Remember: everyone starts somewhere, and that somewhere is almost always very small. And small content creation efforts is one way that builds your website with purpose.
If you have the time and money, even just a little of both, creating content is absolutely something you can and should do.
Think of what makes your story stand out from the rest. Did you start your business because of some interesting and unexpected experience? Do you have a unique set of skills that makes you more attractive than others in your industry? Did Michael Jackson love to frequent your store?
Even in a corporate world, people love something with a little bit of heart and personality. Think of what gives your story its unique appeal and run with it.
Once you have an idea of what your unique story is going to be, think of how you can position your content to emphasize this story.
Say you run a small online shop. You became interested in running a business because your dad used to let you help with the family finances when you were a child and you really loved it. Consider positioning your story in a way that markets your company to families, having some content relating to the importance of teaching children financial responsibility, and offering tips on how to do this.
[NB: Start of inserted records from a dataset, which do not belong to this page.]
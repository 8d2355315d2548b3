
use crate::config::PredictorConfig;
use crate::feature::*;
use crate::predictor::*;

/// A single entry in a weight snapshot.
#[derive(Clone, Copy, Debug, PartialEq, Eq)]
pub struct WeightSnapshot {
    pub projection: Projection,
    pub index: usize,
    pub weight: i8,
}

/// Hashed perceptron reuse predictor.
///
/// Each table is indexed by a different projection of the same
/// [FeatureTuple], and the selected weights are summed into a vote. A high
/// vote means lines inserted with these features tend to be reused.
/// Training moves every selected weight by one step.
///
/// See the following papers:
///
/// - "Perceptron Learning for Reuse Prediction" (Teran, Wang and Jiménez, 2016)
/// - "Multiperspective Reuse Prediction" (Jiménez and Teran, 2017)
///
#[derive(Clone, Debug)]
pub struct HashedPerceptron {
    tables: Vec<WeightTable>,
}
impl HashedPerceptron {
    /// Return the vote for some features.
    pub fn predict(&self, f: &FeatureTuple) -> i32 {
        self.tables.iter()
            .map(|t| t.lookup(f) as i32)
            .sum()
    }

    /// Reward (`positive`) or punish the weights selected by some features.
    pub fn train(&mut self, f: &FeatureTuple, positive: bool) {
        for t in self.tables.iter_mut() {
            t.train(f, positive);
        }
    }

    /// Return the number of weight tables.
    pub fn num_tables(&self) -> usize { self.tables.len() }

    /// Return a reference to one of the weight tables.
    pub fn table(&self, idx: usize) -> &WeightTable { &self.tables[idx] }

    /// The largest and smallest possible votes.
    pub fn vote_range(&self) -> (i32, i32) {
        let n = self.tables.len() as i32;
        (n * SaturatingWeight::MIN as i32, n * SaturatingWeight::MAX as i32)
    }

    /// Get the [approximate] number of storage bits.
    pub fn storage_bits(&self) -> usize {
        self.tables.iter().map(|t| t.size() * 8).sum()
    }

    /// Read the weights selected by each of the given features.
    pub fn snapshot(&self, features: &[FeatureTuple]) -> Vec<WeightSnapshot> {
        let mut res = Vec::new();
        for f in features {
            for t in self.tables.iter() {
                let index = t.get_index(f);
                res.push(WeightSnapshot {
                    projection: t.projection(),
                    index,
                    weight: t.get_entry(index).value(),
                });
            }
        }
        res
    }

    /// Reset all weights to zero.
    pub fn reset(&mut self) {
        self.tables.iter_mut().for_each(|t| t.reset());
    }
}

impl PredictorConfig {
    /// Use this configuration to create a new [`HashedPerceptron`].
    pub fn build(&self) -> HashedPerceptron {
        assert!(!self.projections.is_empty());
        let tables = self.projections.iter()
            .map(|p| WeightTable::new(self.table_size, *p))
            .collect();
        HashedPerceptron { tables }
    }
}
impl Default for HashedPerceptron {
    fn default() -> Self { PredictorConfig::default().build() }
}


#[cfg(test)]
mod test {
    use super::*;
    use crate::CoherenceState;

    fn hot() -> FeatureTuple {
        FeatureTuple::new(0xF00D, 4, CoherenceState::Modified)
    }

    #[test]
    fn votes_sum_across_tables() {
        let mut p = HashedPerceptron::default();
        assert_eq!(p.num_tables(), 2);
        assert_eq!(p.predict(&hot()), 0);
        p.train(&hot(), true);
        assert_eq!(p.predict(&hot()), 2);
        p.train(&hot(), false);
        p.train(&hot(), false);
        assert_eq!(p.predict(&hot()), -2);
    }

    #[test]
    fn votes_saturate() {
        let mut p = HashedPerceptron::default();
        let (lo, hi) = p.vote_range();
        for _ in 0..300 { p.train(&hot(), true); }
        assert_eq!(p.predict(&hot()), hi);
        for _ in 0..600 { p.train(&hot(), false); }
        assert_eq!(p.predict(&hot()), lo);
    }

    #[test]
    fn coarse_table_is_shared_between_contexts() {
        let mut p = HashedPerceptron::default();
        let other = FeatureTuple::new(0xF00D, 0, CoherenceState::Exclusive);
        for _ in 0..10 { p.train(&hot(), true); }
        // Only the PC-indexed table carries over to the new context
        assert_eq!(p.predict(&other), 10);
    }

    #[test]
    fn tables_report_utilization() {
        let mut p = HashedPerceptron::default();
        assert_eq!(p.table(0).utilization(), 0);
        p.train(&hot(), true);
        p.train(&FeatureTuple::new(0xF00D, 0, CoherenceState::Exclusive), true);
        // The coarse table merges both contexts into one weight
        assert_eq!(p.table(0).projection(), Projection::Pc);
        assert_eq!(p.table(0).utilization(), 1);
        assert_eq!(p.table(1).utilization(), 2);
        p.reset();
        assert_eq!(p.table(1).utilization(), 0);
    }

    #[test]
    fn snapshot_reports_every_table() {
        let mut p = HashedPerceptron::default();
        p.train(&hot(), false);
        let snap = p.snapshot(&[hot()]);
        assert_eq!(snap.len(), 2);
        assert_eq!(snap[0].projection, Projection::Pc);
        assert_eq!(snap[1].projection, Projection::Full);
        assert!(snap.iter().all(|s| s.weight == -1));
        assert_eq!(p.storage_bits(), 2 * 4096 * 8);
    }
}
This will make your story pull in a whole new audience – families with younger children – and offer them financial services above and beyond what a typical accounting company may offer them.
People love that stuff.
I covered this pretty in depth above in the “Look at your industry” section. Here's when you'll choose which medium to go with. Videos, articles, and blogs are a few of the most common options you have.
If you really can't decide, it wouldn't hurt to do a mix of everything. Start a blog, write some short articles, and add a video that compliments the article really nicely. After a little while you may find that people really prefer your videos, or that nobody cares about the videos, and you can always adjust your efforts down the road.
If you think you're ready to create some content, you can either hire a content writer or create yourself. Don't worry about it being perfect. Do the best you can, and have fun with it.